Com efeito, deve-se ressaltar a ausência de medidas governamentais para liquidar esse problema. Nesse aspecto, a escassez de projetos estatais que visem tanto à punição, quanto ao auxílio psicológico para as vítimas contribui para o surgimento de doenças mentais como depressão, síndrome do pânico. Essa conjuntura, de acordo com as ideias do contratualista John Locke, configura-se como uma violação ao “contrato social”, já que o Governo não exerce sua função de garantir os direitos sociais. Uma grave consequência disso é o caso do ex-goleiro Bruno que matou sua esposa. Diante dos fatos apresentados, é imprescindível uma ação do Estado.

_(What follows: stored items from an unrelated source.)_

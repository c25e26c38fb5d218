pub const UBX_SYNC_CHAR_1: u8 = 0xb5;
pub const UBX_SYNC_CHAR_2: u8 = 0x62;
#[cfg(feature = "alloc")]
pub(crate) const UBX_SYNC_SIZE: usize = 2;
#[cfg(feature = "alloc")]
pub(crate) const UBX_PAYLOAD_SIZE_LEN: usize = 2;
#[cfg(feature = "alloc")]
pub(crate) const UBX_CLASS_LEN: usize = 1;
#[cfg(feature = "alloc")]
pub(crate) const UBX_ID_LEN: usize = 1;
#[cfg(feature = "alloc")]
pub(crate) const UBX_HEADER_LEN: usize =
    UBX_SYNC_SIZE + UBX_PAYLOAD_SIZE_LEN + UBX_CLASS_LEN + UBX_ID_LEN;
#[cfg(feature = "alloc")]
pub(crate) const UBX_CHECKSUM_LEN: usize = 2;

/// Header plus checksum, everything in a frame that is not payload
#[cfg(feature = "alloc")]
pub(crate) const UBX_FRAME_OVERHEAD: usize = UBX_HEADER_LEN + UBX_CHECKSUM_LEN;

/// Largest payload the wire format can describe
#[cfg(feature = "alloc")]
pub(crate) const UBX_MAX_WIRE_PAYLOAD_LEN: usize = u16::MAX as usize;

/// Default bound on the declared payload length accepted by the parser
pub const DEFAULT_MAX_PAYLOAD_LEN: usize = 512;

pub const NMEA_CLASS: u8 = 0xf0;
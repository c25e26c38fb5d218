use std::{
    fmt,
    sync::mpsc,
    time::{Duration, Instant},
};

use chrono::{DateTime, Utc};

use crate::{
    error::{DateTimeError, DecodeError},
    ubx_packets::{Frame, GnssFixType, NavPvt, NavPvtFlags, NavPvtValidFlags, Position, Velocity},
};

/// Source of receive timestamps for the [`FixTracker`]
pub trait Clock {
    fn now(&self) -> Instant;
}

/// [`Clock`] backed by [`Instant::now`]
#[derive(Debug, Default, Clone, Copy)]
pub struct MonotonicClock;

impl Clock for MonotonicClock {
    fn now(&self) -> Instant {
        Instant::now()
    }
}

pub trait FixHandler {
    fn handle(&mut self, fix: &NavigationFix);
}

/// Implement handler for simple callbacks / closures
impl<F: FnMut(&NavigationFix)> FixHandler for F {
    fn handle(&mut self, fix: &NavigationFix) {
        self(fix)
    }
}

/// Forward every fix to a channel. A disconnected receiving side is ignored.
impl FixHandler for mpsc::Sender<NavigationFix> {
    fn handle(&mut self, fix: &NavigationFix) {
        if self.send(*fix).is_err() {
            log::trace!("fix channel closed, dropping fix #{}", fix.fix_number);
        }
    }
}

/// A NAV-PVT solution as seen by the tracker
#[derive(Debug, Clone, Copy, PartialEq)]
pub struct NavigationFix {
    pvt: NavPvt,
    received_at: Instant,
    fix_number: u32,
}

impl NavigationFix {
    pub fn pvt(&self) -> &NavPvt {
        &self.pvt
    }

    /// When the frame carrying this solution was handed to the tracker
    pub fn received_at(&self) -> Instant {
        self.received_at
    }

    /// Value of [`FixTracker::fix_number`] right after this fix was counted
    pub fn fix_number(&self) -> u32 {
        self.fix_number
    }

    pub fn fix_type(&self) -> GnssFixType {
        self.pvt.fix_type()
    }

    pub fn position(&self) -> Position {
        Position::from(&self.pvt)
    }

    pub fn velocity(&self) -> Velocity {
        Velocity::from(&self.pvt)
    }

    pub fn datetime(&self) -> Result<DateTime<Utc>, DateTimeError> {
        DateTime::<Utc>::try_from(&self.pvt)
    }
}

/// Decides whether the last fix counts as a usable position
#[derive(Debug, Clone, Copy, PartialEq, Eq)]
#[cfg_attr(feature = "serde", derive(serde::Serialize, serde::Deserialize))]
pub struct FixValidityPolicy {
    /// Every bit set here must also be set in the solution's `valid` field
    pub required_valid: NavPvtValidFlags,
    /// Also require [`NavPvtFlags::GPS_FIX_OK`]
    pub require_gnss_fix_ok: bool,
    /// Accept 2-D fixes
    pub allow_2d: bool,
}

impl Default for FixValidityPolicy {
    fn default() -> Self {
        Self {
            required_valid: NavPvtValidFlags::VALID_DATE,
            require_gnss_fix_ok: false,
            allow_2d: true,
        }
    }
}

impl FixValidityPolicy {
    pub fn accepts(&self, pvt: &NavPvt) -> bool {
        let fix_type = pvt.fix_type();
        fix_type.has_position()
            && (self.allow_2d || fix_type != GnssFixType::Fix2D)
            && pvt.valid().contains(self.required_valid)
            && (!self.require_gnss_fix_ok || pvt.flags().contains(NavPvtFlags::GPS_FIX_OK))
    }
}

/// Counts decoded frames, keeps the latest NAV-PVT solution and notifies a handler
/// whenever a new one arrives.
pub struct FixTracker<C: Clock = MonotonicClock> {
    clock: C,
    policy: FixValidityPolicy,
    message_number: u32,
    fix_number: u32,
    last_fix: Option<NavigationFix>,
    handler: Option<Box<dyn FixHandler + Send>>,
}

impl Default for FixTracker<MonotonicClock> {
    fn default() -> Self {
        Self::with_clock(MonotonicClock)
    }
}

impl<C: Clock + fmt::Debug> fmt::Debug for FixTracker<C> {
    fn fmt(&self, f: &mut fmt::Formatter<'_>) -> fmt::Result {
        f.debug_struct("FixTracker")
            .field("clock", &self.clock)
            .field("policy", &self.policy)
            .field("message_number", &self.message_number)
            .field("fix_number", &self.fix_number)
            .field("last_fix", &self.last_fix)
            .field("has_handler", &self.handler.is_some())
            .finish()
    }
}

impl FixTracker<MonotonicClock> {
    pub fn new() -> Self {
        Self::default()
    }
}

impl<C: Clock> FixTracker<C> {
    pub fn with_clock(clock: C) -> Self {
        Self {
            clock,
            policy: FixValidityPolicy::default(),
            message_number: 0,
            fix_number: 0,
            last_fix: None,
            handler: None,
        }
    }

    pub fn with_policy(mut self, policy: FixValidityPolicy) -> Self {
        self.policy = policy;
        self
    }

    pub fn policy(&self) -> &FixValidityPolicy {
        &self.policy
    }

    pub fn set_policy(&mut self, policy: FixValidityPolicy) {
        self.policy = policy;
    }

    /// Register the handler called for every new fix, replacing any previous one
    pub fn set_fix_handler<H: FixHandler + Send + 'static>(&mut self, handler: H) {
        self.handler = Some(Box::new(handler));
    }

    pub fn clear_fix_handler(&mut self) {
        self.handler = None;
    }

    /// Account for one checksum-valid frame.
    ///
    /// The frame is always counted. A NAV-PVT frame whose payload cannot be decoded
    /// leaves the last fix untouched and is reported back as an error.
    pub fn observe(&mut self, frame: &Frame) -> Result<(), DecodeError> {
        self.message_number = self.message_number.saturating_add(1);
        if !frame.is::<NavPvt>() {
            return Ok(());
        }

        let pvt = NavPvt::from_payload(frame.payload())?;
        self.fix_number = self.fix_number.saturating_add(1);
        let fix = NavigationFix {
            pvt,
            received_at: self.clock.now(),
            fix_number: self.fix_number,
        };
        log::debug!(
            "fix #{}: {} with {} satellites",
            fix.fix_number,
            pvt.fix_type(),
            pvt.num_satellites()
        );
        self.last_fix = Some(fix);
        if let Some(handler) = self.handler.as_mut() {
            handler.handle(&fix);
        }
        Ok(())
    }

    /// Number of checksum-valid frames seen so far, of any class
    pub fn message_number(&self) -> u32 {
        self.message_number
    }

    /// Number of NAV-PVT solutions decoded so far
    pub fn fix_number(&self) -> u32 {
        self.fix_number
    }

    pub fn last_fix(&self) -> Option<&NavigationFix> {
        self.last_fix.as_ref()
    }

    /// Whether the last fix passes the validity policy, `false` before the first fix
    pub fn is_valid_fix_position(&self) -> bool {
        self.last_fix
            .as_ref()
            .is_some_and(|fix| self.policy.accepts(&fix.pvt))
    }

    /// Time since the last fix was received, `None` before the first fix
    pub fn position_fix_age(&self) -> Option<Duration> {
        self.last_fix
            .as_ref()
            .map(|fix| self.clock.now().saturating_duration_since(fix.received_at))
    }
}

Nota-se, outrossim, que a desinformação na sociedade brasileira, no que tange à perpetuação do pensamento machista, é um grande impulsionador dessa passividade. Nesse sentido, devido à falta de informações nas redes midiáticas sobre a importância de denunciar casos de violência doméstica, há a relativização desse combate tão importante, corroborando para a perpetuação dessas práticas ilegais. Nesse horizonte, segundo a filósofa Simone de Beauvoir, " o mais escandaloso dos escândolos é que nos habituamos a eles". Essa afirmação, pode ser aplicada na sociedade contemporânea, pelo fato de pior que o crime é a indiferença da sociedade em delatar os criminosos.

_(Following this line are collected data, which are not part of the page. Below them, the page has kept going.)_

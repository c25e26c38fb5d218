pub(crate) mod checksum;

#[cfg(feature = "alloc")]
pub use self::frame_parser::{Parser, ParserBuilder, ParserIter};

#[cfg(feature = "alloc")]
mod frame_parser {
    use alloc::vec::Vec;

    use super::checksum::UbxChecksumCalc;
    use crate::{
        constants::DEFAULT_MAX_PAYLOAD_LEN,
        error::ParserError,
        ubx_packets::{Frame, SYNC_CHAR_1, SYNC_CHAR_2},
    };

    /// Where in a frame the next byte belongs
    #[derive(Debug, Clone, Copy, PartialEq, Eq)]
    enum ParserState {
        AwaitSync1,
        AwaitSync2,
        ReadClass,
        ReadId,
        ReadLenLo,
        ReadLenHi,
        ReadPayload,
        ReadCkA,
        ReadCkB,
    }

    /// Streaming UBX frame decoder.
    ///
    /// Bytes are pushed one at a time with [`Parser::feed`], nothing is buffered beyond the
    /// payload of the frame in progress. Payload bytes are never scanned for sync
    /// characters, so `0xB5 0x62` inside a payload does not disturb the frame.
    #[derive(Debug, Clone)]
    pub struct Parser {
        state: ParserState,
        class: u8,
        msg_id: u8,
        len_lo: u8,
        declared_len: usize,
        payload: Vec<u8>,
        checksum: UbxChecksumCalc,
        ck_a: u8,
        max_payload_len: usize,
    }

    impl Default for Parser {
        fn default() -> Self {
            ParserBuilder::new().build()
        }
    }

    /// Configuration of a [`Parser`]
    #[derive(Debug, Clone, Copy, PartialEq, Eq)]
    pub struct ParserBuilder {
        max_payload_len: usize,
    }

    impl Default for ParserBuilder {
        fn default() -> Self {
            Self::new()
        }
    }

    impl ParserBuilder {
        pub const fn new() -> Self {
            Self {
                max_payload_len: DEFAULT_MAX_PAYLOAD_LEN,
            }
        }

        /// Frames declaring a longer payload are dropped with [`ParserError::PayloadTooLong`]
        pub const fn with_max_payload_len(mut self, max_payload_len: usize) -> Self {
            self.max_payload_len = max_payload_len;
            self
        }

        pub fn build(self) -> Parser {
            Parser {
                state: ParserState::AwaitSync1,
                class: 0,
                msg_id: 0,
                len_lo: 0,
                declared_len: 0,
                payload: Vec::with_capacity(self.max_payload_len.min(DEFAULT_MAX_PAYLOAD_LEN)),
                checksum: UbxChecksumCalc::new(),
                ck_a: 0,
                max_payload_len: self.max_payload_len,
            }
        }
    }

    impl Parser {
        pub fn new() -> Self {
            Self::default()
        }

        pub fn max_payload_len(&self) -> usize {
            self.max_payload_len
        }

        /// `true` while no frame is in progress
        pub fn is_idle(&self) -> bool {
            self.state == ParserState::AwaitSync1
        }

        /// Drop any partially received frame and wait for the next sync sequence
        pub fn reset(&mut self) {
            self.state = ParserState::AwaitSync1;
            self.class = 0;
            self.msg_id = 0;
            self.len_lo = 0;
            self.declared_len = 0;
            self.payload.clear();
            self.checksum = UbxChecksumCalc::new();
            self.ck_a = 0;
        }

        /// Push one byte from the transport.
        ///
        /// Returns `None` while a frame is incomplete, `Some(Ok(_))` once the last checksum
        /// byte of a valid frame arrives and `Some(Err(_))` for a frame that had to be
        /// dropped. The parser is ready for the next frame after every `Some`.
        pub fn feed(&mut self, byte: u8) -> Option<Result<Frame, ParserError>> {
            match self.state {
                ParserState::AwaitSync1 => {
                    if byte == SYNC_CHAR_1 {
                        self.state = ParserState::AwaitSync2;
                    } else {
                        log::trace!("discarding 0x{:02x} while waiting for sync", byte);
                    }
                },
                ParserState::AwaitSync2 => match byte {
                    SYNC_CHAR_2 => {
                        self.checksum = UbxChecksumCalc::new();
                        self.state = ParserState::ReadClass;
                    },
                    // Treat the repeated first sync char as a new frame start
                    SYNC_CHAR_1 => {
                        log::trace!("repeated sync char, resynchronising");
                    },
                    _ => {
                        log::trace!("expected second sync char, got 0x{:02x}", byte);
                        self.state = ParserState::AwaitSync1;
                    },
                },
                ParserState::ReadClass => {
                    self.checksum.update_byte(byte);
                    self.class = byte;
                    self.state = ParserState::ReadId;
                },
                ParserState::ReadId => {
                    self.checksum.update_byte(byte);
                    self.msg_id = byte;
                    self.state = ParserState::ReadLenLo;
                },
                ParserState::ReadLenLo => {
                    self.checksum.update_byte(byte);
                    self.len_lo = byte;
                    self.state = ParserState::ReadLenHi;
                },
                ParserState::ReadLenHi => {
                    self.checksum.update_byte(byte);
                    let declared = usize::from(u16::from_le_bytes([self.len_lo, byte]));
                    if declared > self.max_payload_len {
                        log::debug!(
                            "dropping frame class 0x{:02x} id 0x{:02x}: declared length {} over {}",
                            self.class,
                            self.msg_id,
                            declared,
                            self.max_payload_len
                        );
                        let max = self.max_payload_len;
                        self.reset();
                        return Some(Err(ParserError::PayloadTooLong { declared, max }));
                    }
                    self.declared_len = declared;
                    self.payload.clear();
                    self.state = if declared == 0 {
                        ParserState::ReadCkA
                    } else {
                        ParserState::ReadPayload
                    };
                },
                ParserState::ReadPayload => {
                    self.checksum.update_byte(byte);
                    self.payload.push(byte);
                    if self.payload.len() == self.declared_len {
                        self.state = ParserState::ReadCkA;
                    }
                },
                ParserState::ReadCkA => {
                    self.ck_a = byte;
                    self.state = ParserState::ReadCkB;
                },
                ParserState::ReadCkB => return Some(self.finish_frame(byte)),
            }
            None
        }

        fn finish_frame(&mut self, ck_b: u8) -> Result<Frame, ParserError> {
            let payload =
                core::mem::replace(&mut self.payload, Vec::with_capacity(self.declared_len));
            let frame = Frame::from_parts(self.class, self.msg_id, payload);
            let ck_a = self.ck_a;
            let checksum = self.checksum;
            self.reset();

            if checksum.is_valid(ck_a, ck_b) {
                log::debug!(
                    "frame class 0x{:02x} id 0x{:02x}, {} payload bytes",
                    frame.class(),
                    frame.msg_id(),
                    frame.payload().len()
                );
                Ok(frame)
            } else {
                let (expect_a, expect_b) = checksum.result();
                log::debug!(
                    "checksum mismatch for class 0x{:02x} id 0x{:02x}",
                    frame.class(),
                    frame.msg_id()
                );
                Err(ParserError::InvalidChecksum {
                    expect: u16::from_le_bytes([expect_a, expect_b]),
                    got: u16::from_le_bytes([ck_a, ck_b]),
                    frame,
                })
            }
        }

        /// Feed a whole chunk, yielding every frame event it completes
        pub fn consume<'a>(&'a mut self, new_data: &'a [u8]) -> ParserIter<'a> {
            ParserIter {
                parser: self,
                data: new_data.iter(),
            }
        }
    }

    /// Iterator over the frame events of one chunk, see [`Parser::consume`]
    pub struct ParserIter<'a> {
        parser: &'a mut Parser,
        data: core::slice::Iter<'a, u8>,
    }

    impl Iterator for ParserIter<'_> {
        type Item = Result<Frame, ParserError>;

        fn next(&mut self) -> Option<Self::Item> {
            for &byte in self.data.by_ref() {
                if let Some(event) = self.parser.feed(byte) {
                    return Some(event);
                }
            }
            None
        }
    }

}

Portanto, percebem-se os entraves que contribuem para a persistência da violência doméstica no Brasil. Destarte, é dever do Governo Federal criar projetos que visem auxiliar as vítimas de agressões, por meio de atendimentos semanais, além de individualizados, com psicólogos especialistas nessa área, no intuito de ajudar na reabilitação. Ademais, é mister ao Ministério das Comunicações abordar sobre a importância de denunciar e lutar contra esses atos, mediante propagandas e campanhas publicitárias nos meios de comunicação, a fim de apliar e fomentar o pensamento crítico da população. Dessa forma, será possível construir uma sociedade permeada pela efetivação dos princípios da Carta Magna.